Unified assault. Further along are efforts to block metastases by choking off new blood vessel formation, to boost the natural immune system with drugs and vaccines, and to make tissue invasion-proof with anti-inflammatory or bone-building agents. These approaches cut across tumor type. It is encouraging that the new drug Avastin, which inhibits tumors' ability to make new blood vessels, offers some benefit not only in metastatic breast cancer but also to advanced cancers of the colon, prostate, kidney, pancreas, and ovary. Clearly, a unified assault on metastatic disease is no pipe dream. And there are storied examples of durable cures: In testicular cancer the most advanced metastatic disease can melt away with chemotherapy. And in rare but documented cases, widely disseminated melanoma and renal cell cancers have inexplicably vanished in spontaneous remissions, presumably in the wake of an immune assault. No doubt, taking on the metastases challenge is a tough one and demands the wellspring of energy, passion, and personal edge that has powered the war on breast cancer.
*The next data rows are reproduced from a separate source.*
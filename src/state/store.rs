//! State store trait definition.
//!
//! This module defines the common interface for state storage backends.
//! Saves must be atomic: a commit interrupted mid-write must never leave a
//! partially-written state behind.

use async_trait::async_trait;

use super::lock::LockInfo;
use super::types::DeploymentUnitState;
use crate::error::Result;

/// Trait for state storage backends.
#[async_trait]
pub trait StateStore: Send + Sync {
    /// Loads the deployment unit state.
    ///
    /// Returns `None` if no state exists yet.
    async fn load(&self) -> Result<Option<DeploymentUnitState>>;

    /// Saves the deployment unit state atomically.
    async fn save(&self, state: &DeploymentUnitState) -> Result<()>;

    /// Deletes the deployment unit state.
    async fn delete(&self) -> Result<()>;

    /// Checks if state exists.
    async fn exists(&self) -> Result<bool>;

    /// Acquires a lease on the state.
    ///
    /// Fails with `LockedByOther` while another run holds an unexpired
    /// lease.
    async fn acquire_lock(&self, holder: &str) -> Result<LockInfo>;

    /// Refreshes a held lease, extending its expiry.
    ///
    /// Fails with `LockFailed` when no lease is held and `LockedByOther`
    /// when the held lease has a different id.
    async fn refresh_lock(&self, lock_id: &str) -> Result<()>;

    /// Releases a lease on the state.
    async fn release_lock(&self, lock_id: &str) -> Result<()>;

    /// Gets current lock information if locked.
    async fn get_lock_info(&self) -> Result<Option<LockInfo>>;

    /// Checks if the state is locked.
    async fn is_locked(&self) -> Result<bool>;

    /// Gets the backend type name.
    fn backend_type(&self) -> &'static str;
}

#[async_trait]
impl StateStore for Box<dyn StateStore> {
    async fn load(&self) -> Result<Option<DeploymentUnitState>> {
        (**self).load().await
    }

    async fn save(&self, state: &DeploymentUnitState) -> Result<()> {
        (**self).save(state).await
    }

    async fn delete(&self) -> Result<()> {
        (**self).delete().await
    }

    async fn exists(&self) -> Result<bool> {
        (**self).exists().await
    }

    async fn acquire_lock(&self, holder: &str) -> Result<LockInfo> {
        (**self).acquire_lock(holder).await
    }

    async fn refresh_lock(&self, lock_id: &str) -> Result<()> {
        (**self).refresh_lock(lock_id).await
    }

    async fn release_lock(&self, lock_id: &str) -> Result<()> {
        (**self).release_lock(lock_id).await
    }

    async fn get_lock_info(&self) -> Result<Option<LockInfo>> {
        (**self).get_lock_info().await
    }

    async fn is_locked(&self) -> Result<bool> {
        (**self).is_locked().await
    }

    fn backend_type(&self) -> &'static str {
        (**self).backend_type()
    }
}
Indeed, breast cancer has been the high-water mark of resolve to fight cancer. Since 1991, taxpayers have spent almost $10 billion studying this cancer. In 2005 that amounts to an annual research expenditure of $23,474 per life lost from breast cancer. If you compare that with lethal cancers that almost always show up in an advanced stage, such as lung, pancreas, ovary, and liver, we invest in them an embarrassing 15 percent of that amount. Consider lung cancer, by far the biggest killer of both men and women. Research on this demon claims only $1,829 per lost life. If we really want to race to the cure, we must solve the mystery of metastases--and that level of resolve is just not up to the job.

This story appears in the June 13, 2005 print edition of U.S. News & World Report.